表4 加标回收结果Table 4 Recovery results

由表4 加标回收结果数据看出，葡萄糖加标回收率在99.52%～101.59%之间，葡聚糖（4 万）加标试验回收率在99.56%～101.68%之间，葡聚糖（45 万～65 万）加标试验回收率在99.83 %～101.46 %之间，均落在98%～102%之间，回收良好，符合分析方法的要求，证明该方法准确度良好[16-18]。

2.4 线性和范围考察

精密量取无水葡萄糖标准使用液0、0.08、0.10、0.20、0.40、0.60、0.80、1.00、1.20 mL（相当于正常的标准曲线上下各延伸20%的浓度点）分别置于25 mL 比色管中，准确补水至2 mL（分别相当于葡萄糖含量为0、8、10、20、40、60、80、100、120 μg 的供试标准溶液），精确加入5 %苯酚溶液1.0 mL，混匀；精密加入硫酸10 mL，摇匀，置水浴（98℃～100℃）中煮沸 2 min，取出，冷却至（约26℃），用分光光度计在485 nm 波长处以试剂空白溶液为参比，1 cm 比色皿中测定吸光度值。以无水葡萄糖浓度为横坐标，吸光度值为纵坐标，绘制标准曲线，线性回归方程如图1所示。

图1 标准曲线Fig.1 Standard curve

由图 1可知，无水葡萄糖在浓度 8 μg～120 μg 范围内，吸光度与葡萄糖浓度成良好线性关系，标准曲线回归方程：y=0.004 21x-0.012 61，R2=0.999 4，相关系数R2大于0.995 0，适用于定量分析。

2.5 耐用性考察

针对测试过程中容易产生变化的某些重要影响因素进行试验，评估方法的耐用性。具体试验的因素包括：测试溶液酶解温度分别为 50、55、58、60℃、酶解时间分别为 50、60、65 min，煮沸时间分别为 2、5、10 min，沉淀多糖时间分别为 4、8 h、〉12 h（放置过夜），其他条件固定，分别进行3 平行试验，多糖测定结果如表5所示。
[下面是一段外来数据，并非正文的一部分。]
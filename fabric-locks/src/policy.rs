//! Conflict resolution policy when a resource is already held (spec.md §4.4).
use std::time::Duration;

/// Inputs to the conflict resolution decision table.
#[derive(Clone, Copy, Debug)]
pub struct ConflictContext {
    /// Both the requester and the current owner declare capabilities that typically edit this
    /// resource.
    pub capability_overlap: bool,
    /// The resource is tagged critical.
    pub resource_is_critical: bool,
    /// The requesting task carries an `urgent`/`critical`/`security` priority tag.
    pub request_is_high_priority: bool,
    /// The current owner still has a live Worker record.
    pub owner_registered: bool,
    pub wait_timeout: Duration,
}

/// The chosen resolution strategy (spec.md §4.4 conflict resolution table).
#[derive(Clone, Debug, Eq, PartialEq)]
pub enum Resolution {
    /// Issue a directed `coord_request`; auto-accept if the target has spare capacity.
    Coordinate,
    /// Force-lock, recording `reason` to the audit trail.
    Override { reason: &'static str },
    /// Wait up to the given timeout; if it elapses, fall back to `Queue`.
    Wait { timeout: Duration },
}

/// Decide how to resolve a claim conflict, applying the table's rows in priority order.
pub fn resolve(ctx: &ConflictContext) -> Resolution {
    if ctx.capability_overlap {
        return Resolution::Coordinate;
    }
    if ctx.resource_is_critical && ctx.request_is_high_priority {
        return Resolution::Override {
            reason: "critical resource requested by high-priority task",
        };
    }
    if !ctx.owner_registered {
        return Resolution::Override {
            reason: "current owner is no longer registered",
        };
    }
    Resolution::Wait {
        timeout: ctx.wait_timeout,
    }
}

#[cfg(test)]
mod tests {
    use super::*;

    fn base() -> ConflictContext {
        ConflictContext {
            capability_overlap: false,
            resource_is_critical: false,
            request_is_high_priority: false,
            owner_registered: true,
            wait_timeout: Duration::from_secs(5),
        }
    }

    #[test]
    fn overlap_takes_priority() {
        let mut ctx = base();
        ctx.capability_overlap = true;
        ctx.resource_is_critical = true;
        ctx.request_is_high_priority = true;
        assert_eq!(resolve(&ctx), Resolution::Coordinate);
    }

    #[test]
    fn critical_and_urgent_overrides() {
        let mut ctx = base();
        ctx.resource_is_critical = true;
        ctx.request_is_high_priority = true;
        assert!(matches!(resolve(&ctx), Resolution::Override { .. }));
    }

    #[test]
    fn missing_owner_overrides() {
        let mut ctx = base();
        ctx.owner_registered = false;
        assert!(matches!(resolve(&ctx), Resolution::Override { .. }));
    }

    #[test]
    fn otherwise_waits() {
        let ctx = base();
        assert!(matches!(resolve(&ctx), Resolution::Wait { .. }));
    }
}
从表5 耐用性试验结果看出，酶解温度偏低，酶的活力会产生变化，以致测试结果偏低，所以测试时，必须严格控制酶解温度；酶解时间在50 min～65 min 之间时，多糖的测定结果的相对标准偏差为0.15%；煮沸时间在2 min～10 min 之间时，多糖的测定结果的相对标准偏差为0.12%；沉淀多糖时间在大于4 h 时，多糖的测定结果的相对标准偏差为0.08%；酶解时间、煮沸时间、沉淀多糖时间在一定的波动范围内，多糖的测定结果无明显变化，该方法耐用性良好。

3 结论

苯酚-硫酸法测定多糖所用试剂糖化酶会在测定过程中带入干扰，严重影响定量结果，使定量结果偏高。本试验通过专属性和糖化酶使用量的考察，确定干扰的程度，优化测定方法为增加方法空白的测定并在计算时扣除。对优化后方法进行精密度、准确度、线性和范围、耐用性进行考察研究，其中精密度中不同实验室测试结果相对标准偏差为3%，准确度中加标回收率在98%～102%之间，相关系数R2大于0.995 0，耐用性良好，所建方法符合分析要求，该测定方法有使用设备简单、操作方便、试剂便宜等优点，为市场中掺有糊精的银耳提取物中的多糖含量的准确测定提供了一种有效方法[19-20]。